Parent trap
"The Babadook" explores the horrors of motherhood and mental illness.
If “The Babadook” (already the official winner of “Film Title Most Fun to Say Out Loud” award) were just a non-genre drama about a widowed mother on the edge of a nervous breakdown, it would already be a formidable first feature. But writer/director Jennifer Kent went one step further by crafting a fairly straightforward horror flick that is creepier than anything you’ll see this year (unless you’ve seen “CitizenFour”).
Seven years after the death of her husband in a tragic car accident, Amelia (Essie Davis) is a working, single mom raising her 7-year-old son, Sam (Noah Wiseman) in a quaintly gothic Australian burg. Sam suffers from some behavioral problems. He’s conversing with an invisible entity only he can see.
Amelia, working as a nurse at an old folk’s home, still hasn’t gotten over the sudden death of her husband after almost a decade. The sadness of that loss is still palpable and she’s ostensibly a spinster with only one cat and the weight of a seemingly delusional son on her shoulders. Worse, Amelia craves intimacy. But when a co-worker (Daniel Henshall), clearly digging her, makes the mistake of popping by for an unannounced visit, with flowers and a toy for the kid, he instead finds himself in the middle of an embarrassing meltdown.
One night Sam picks a strange pop-up book to be read before bedtime, Mr. Babadook, the dark tale of a spectral predator who makes no bones about straight fucking you up if you invite him in when he comes knocking. What follows is best left to the senses.
After a career in acting, Jennifer Kent interned with Lars von Trier (on his singular film, “Dogville”) and it’s her ability to capture a natural empathy for her characters, who are victims of circumstance in every way, that speaks to von Trier’s influence—especially when crushing forces threaten to transform them into something unrecognizable.

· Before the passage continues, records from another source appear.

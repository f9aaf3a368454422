//! Session token signing and verification (HS256).
//!
//! Tokens carry the user id, issuance time, and expiry. Password changes
//! invalidate earlier tokens via the issued-at comparison in the auth
//! middleware; no revocation list is kept.

use std::sync::Arc;

use bson::oid::ObjectId;
use chrono::Utc;
use jsonwebtoken::{decode, encode, Algorithm, DecodingKey, EncodingKey, Header, Validation};
use serde::{Deserialize, Serialize};

use crate::config::{AuthConfig, ServiceConfig};
use crate::error::Result;

pub const SESSION_COOKIE: &str = "jwt";

#[derive(Debug, Clone, Serialize, Deserialize)]
pub struct Claims {
    /// User id (hex).
    pub sub: String,
    /// Issued at (unix seconds).
    pub iat: i64,
    /// Expiry (unix seconds).
    pub exp: i64,
}

#[derive(Clone)]
pub struct SessionKeys {
    encoding: Arc<EncodingKey>,
    decoding: Arc<DecodingKey>,
    validation: Validation,
    lifetime_secs: i64,
}

impl SessionKeys {
    pub fn new(config: &AuthConfig) -> Self {
        let mut validation = Validation::new(Algorithm::HS256);
        // Expiry decisions are already second-granular; no leeway.
        validation.leeway = 0;

        Self {
            encoding: Arc::new(EncodingKey::from_secret(config.jwt_secret.as_bytes())),
            decoding: Arc::new(DecodingKey::from_secret(config.jwt_secret.as_bytes())),
            validation,
            lifetime_secs: config.token_lifetime_secs,
        }
    }

    /// Issue a token for the given user.
    pub fn sign(&self, user_id: &ObjectId) -> Result<String> {
        self.sign_issued_at(user_id, Utc::now().timestamp())
    }

    pub(crate) fn sign_issued_at(&self, user_id: &ObjectId, iat: i64) -> Result<String> {
        let claims = Claims {
            sub: user_id.to_hex(),
            iat,
            exp: iat + self.lifetime_secs,
        };
        Ok(encode(&Header::default(), &claims, &self.encoding)?)
    }

    /// Verify a token. Missing/malformed/expired/bad-signature all surface as
    /// `Unauthorized` via the error conversion.
    pub fn verify(&self, token: &str) -> Result<Claims> {
        let data = decode::<Claims>(token, &self.decoding, &self.validation)?;
        Ok(data.claims)
    }
}

/// Session cookie: http-only, whole-site, expiring; `Secure` only in
/// production where transport is TLS.
pub fn session_cookie(token: &str, auth: &AuthConfig, service: &ServiceConfig) -> String {
    let max_age = auth.cookie_lifetime_days * 24 * 60 * 60;
    let mut cookie = format!("{SESSION_COOKIE}={token}; Path=/; Max-Age={max_age}; HttpOnly");
    if service.is_production() {
        cookie.push_str("; Secure");
    }
    cookie
}

/// Logout overwrites the session cookie with a short-lived dummy value.
pub fn logout_cookie() -> String {
    format!("{SESSION_COOKIE}=logged-out; Path=/; Max-Age=10; HttpOnly")
}

#[cfg(test)]
mod tests {
    use super::*;
    use crate::error::Error;

    fn keys(lifetime: i64) -> SessionKeys {
        SessionKeys::new(&AuthConfig {
            jwt_secret: "a-test-secret-of-decent-length!!".into(),
            token_lifetime_secs: lifetime,
            cookie_lifetime_days: 90,
        })
    }

    #[test]
    fn test_sign_verify_round_trip() {
        let keys = keys(3600);
        let user_id = ObjectId::new();
        let token = keys.sign(&user_id).unwrap();
        let claims = keys.verify(&token).unwrap();
        assert_eq!(claims.sub, user_id.to_hex());
        assert_eq!(claims.exp - claims.iat, 3600);
    }

    #[test]
    fn test_expired_token_is_rejected() {
        let keys = keys(60);
        let user_id = ObjectId::new();
        let stale = keys
            .sign_issued_at(&user_id, Utc::now().timestamp() - 3600)
            .unwrap();
        let err = keys.verify(&stale).unwrap_err();
        assert!(matches!(err, Error::Unauthorized(_)));
        assert!(err.to_string().contains("expired"));
    }

    #[test]
    fn test_tampered_token_is_rejected() {
        let keys = keys(3600);
        let mut token = keys.sign(&ObjectId::new()).unwrap();
        // Flip a character in the signature segment.
        let flipped = if token.ends_with('a') { 'b' } else { 'a' };
        token.pop();
        token.push(flipped);
        assert!(matches!(keys.verify(&token), Err(Error::Unauthorized(_))));
    }

    #[test]
    fn test_foreign_secret_is_rejected() {
        let ours = keys(3600);
        let theirs = SessionKeys::new(&AuthConfig {
            jwt_secret: "a-completely-different-secret!!!".into(),
            token_lifetime_secs: 3600,
            cookie_lifetime_days: 90,
        });
        let token = theirs.sign(&ObjectId::new()).unwrap();
        assert!(ours.verify(&token).is_err());
    }

    #[test]
    fn test_cookie_attributes() {
        let auth = AuthConfig {
            jwt_secret: "s".into(),
            token_lifetime_secs: 3600,
            cookie_lifetime_days: 90,
        };
        let dev = ServiceConfig {
            name: "t".into(),
            port: 3000,
            log_level: "info".into(),
            environment: "development".into(),
            public_url: "http://localhost:3000".into(),
        };
        let cookie = session_cookie("abc", &auth, &dev);
        assert!(cookie.starts_with("jwt=abc;"));
        assert!(cookie.contains("HttpOnly"));
        assert!(!cookie.contains("Secure"));

        let prod = ServiceConfig {
            environment: "production".into(),
            ..dev
        };
        assert!(session_cookie("abc", &auth, &prod).contains("Secure"));
    }

    #[test]
    fn test_logout_cookie_expires_quickly() {
        let cookie = logout_cookie();
        assert!(cookie.contains("Max-Age=10"));
        assert!(cookie.starts_with("jwt=logged-out"));
    }
}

Kent almost effortlessly gets us on board with her characters. Better yet, she nails a dreadful, dream-like quality (captured by the haunting cinematography of Radek Ladczuk), evoking the Expressionism of David Lynch and the warmly relatable protagonists of a Stephen King novel in one deft stroke, while somehow melding that with elements of "Home Alone" and miraculously never losing control.
Despite being straight horror, “The Babadook” could easily be seen as a metaphor for the burden of motherhood and mental illness. Kent’s script and direction gracefully unspools the supernatural in ways that still align well with the real psychological terrors of something like Polanski’s “Repulsion.” Kent plays that narrative uncertainty to keep us off guard, not just for the jump scares (which are, thankfully, almost non-existent), but our own perceptions of reality—because, really, nothing is scarier than losing one’s mind.

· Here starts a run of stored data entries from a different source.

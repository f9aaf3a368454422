//! Fixed-window rate limiting keyed by client address.
//!
//! Process-local counters (`DashMap`), one window per address, applied to the
//! API routes. Limit decisions are pure over an injected `now` so the window
//! arithmetic is testable.

use std::net::{IpAddr, Ipv4Addr, SocketAddr};
use std::sync::Arc;
use std::time::{Duration, Instant};

use axum::{
    body::Body,
    extract::{ConnectInfo, Request, State},
    http::{HeaderName, HeaderValue},
    middleware::Next,
    response::{IntoResponse, Response},
};
use dashmap::DashMap;

use crate::config::RateLimitConfig;
use crate::error::{Error, Result};

const HEADER_LIMIT: HeaderName = HeaderName::from_static("x-ratelimit-limit");
const HEADER_REMAINING: HeaderName = HeaderName::from_static("x-ratelimit-remaining");
const HEADER_RESET: HeaderName = HeaderName::from_static("x-ratelimit-reset");

#[derive(Debug, Clone, Copy)]
pub struct Quota {
    pub limit: u32,
    pub remaining: u32,
    pub reset_secs: u64,
}

struct Window {
    started: Instant,
    count: u32,
}

#[derive(Clone)]
pub struct RateLimiter {
    max_requests: u32,
    window: Duration,
    hits: Arc<DashMap<IpAddr, Window>>,
}

impl RateLimiter {
    pub fn new(config: &RateLimitConfig) -> Self {
        Self {
            max_requests: config.max_requests,
            window: Duration::from_secs(config.window_secs),
            hits: Arc::new(DashMap::new()),
        }
    }

    /// Count a hit for `addr` at `now`. `Err` carries the quota for the 429
    /// response headers.
    pub fn check(&self, addr: IpAddr, now: Instant) -> std::result::Result<Quota, Quota> {
        let mut entry = self.hits.entry(addr).or_insert(Window {
            started: now,
            count: 0,
        });

        if now.duration_since(entry.started) >= self.window {
            entry.started = now;
            entry.count = 0;
        }

        entry.count += 1;
        let elapsed = now.duration_since(entry.started);
        let quota = Quota {
            limit: self.max_requests,
            remaining: self.max_requests.saturating_sub(entry.count),
            reset_secs: self.window.saturating_sub(elapsed).as_secs(),
        };

        if entry.count > self.max_requests {
            Err(quota)
        } else {
            Ok(quota)
        }
    }

    pub async fn middleware(
        State(limiter): State<RateLimiter>,
        request: Request<Body>,
        next: Next,
    ) -> Result<Response> {
        let addr = client_addr(&request);

        match limiter.check(addr, Instant::now()) {
            Ok(quota) => {
                let mut response = next.run(request).await;
                apply_headers(&mut response, &quota);
                Ok(response)
            }
            Err(quota) => {
                tracing::warn!(%addr, "rate limit exceeded");
                let mut response = Error::RateLimitExceeded.into_response();
                apply_headers(&mut response, &quota);
                Ok(response)
            }
        }
    }
}

/// Client address: first X-Forwarded-For hop, then X-Real-IP, then the
/// socket peer.
fn client_addr(request: &Request<Body>) -> IpAddr {
    let from_header = |name: &str| {
        request
            .headers()
            .get(name)
            .and_then(|v| v.to_str().ok())
            .and_then(|v| v.split(',').next())
            .and_then(|v| v.trim().parse::<IpAddr>().ok())
    };

    from_header("x-forwarded-for")
        .or_else(|| from_header("x-real-ip"))
        .or_else(|| {
            request
                .extensions()
                .get::<ConnectInfo<SocketAddr>>()
                .map(|info| info.0.ip())
        })
        .unwrap_or(IpAddr::V4(Ipv4Addr::UNSPECIFIED))
}

fn apply_headers(response: &mut Response, quota: &Quota) {
    let headers = response.headers_mut();
    if let Ok(value) = HeaderValue::from_str(&quota.limit.to_string()) {
        headers.insert(HEADER_LIMIT, value);
    }
    if let Ok(value) = HeaderValue::from_str(&quota.remaining.to_string()) {
        headers.insert(HEADER_REMAINING, value);
    }
    if let Ok(value) = HeaderValue::from_str(&quota.reset_secs.to_string()) {
        headers.insert(HEADER_RESET, value);
    }
}

#[cfg(test)]
mod tests {
    use super::*;

    fn limiter(max: u32, window_secs: u64) -> RateLimiter {
        RateLimiter::new(&RateLimitConfig {
            max_requests: max,
            window_secs,
        })
    }

    fn ip(last: u8) -> IpAddr {
        IpAddr::V4(Ipv4Addr::new(10, 0, 0, last))
    }

    #[test]
    fn test_requests_under_the_limit_pass() {
        let limiter = limiter(3, 60);
        let now = Instant::now();
        for _ in 0..3 {
            assert!(limiter.check(ip(1), now).is_ok());
        }
    }

    #[test]
    fn test_request_over_the_limit_is_blocked() {
        let limiter = limiter(2, 60);
        let now = Instant::now();
        assert!(limiter.check(ip(1), now).is_ok());
        assert!(limiter.check(ip(1), now).is_ok());
        let quota = limiter.check(ip(1), now).unwrap_err();
        assert_eq!(quota.remaining, 0);
    }

    #[test]
    fn test_addresses_are_tracked_independently() {
        let limiter = limiter(1, 60);
        let now = Instant::now();
        assert!(limiter.check(ip(1), now).is_ok());
        assert!(limiter.check(ip(2), now).is_ok());
        assert!(limiter.check(ip(1), now).is_err());
    }

    #[test]
    fn test_window_resets_after_expiry() {
        let limiter = limiter(1, 60);
        let start = Instant::now();
        assert!(limiter.check(ip(1), start).is_ok());
        assert!(limiter.check(ip(1), start).is_err());

        let later = start + Duration::from_secs(61);
        assert!(limiter.check(ip(1), later).is_ok());
    }

    #[test]
    fn test_remaining_counts_down() {
        let limiter = limiter(5, 60);
        let now = Instant::now();
        assert_eq!(limiter.check(ip(1), now).unwrap().remaining, 4);
        assert_eq!(limiter.check(ip(1), now).unwrap().remaining, 3);
    }
}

As Amelia, Essie Davis turns in a battered and nuanced performance. She’s kind of an amalgam of Jack and Wendy Torrance from “The Shining” (to which, along with “Poltergeist,” “The Babadook” owes its most obvious debts). Most parents never want to admit that they sometimes wish their kids had never been born. That’s another line this film rides with the audience. Who doesn’t love their kids while occasionally loathing the life they’ve forced on you, at least sometimes? Davis and Wiseman, as Sam, are the film’s center and their chemistry is genuine and familial. Which speaks to the reality of how, when shit goes bad and you can’t sleep, no matter how much you love them, cathartic fangs will draw blood.
“The Babadook” is a refreshingly original, beautifully staged, very creepy, genre import that deserves a mainstream audience who, after a lackluster year for horror, probably don’t realize how much they deserve it.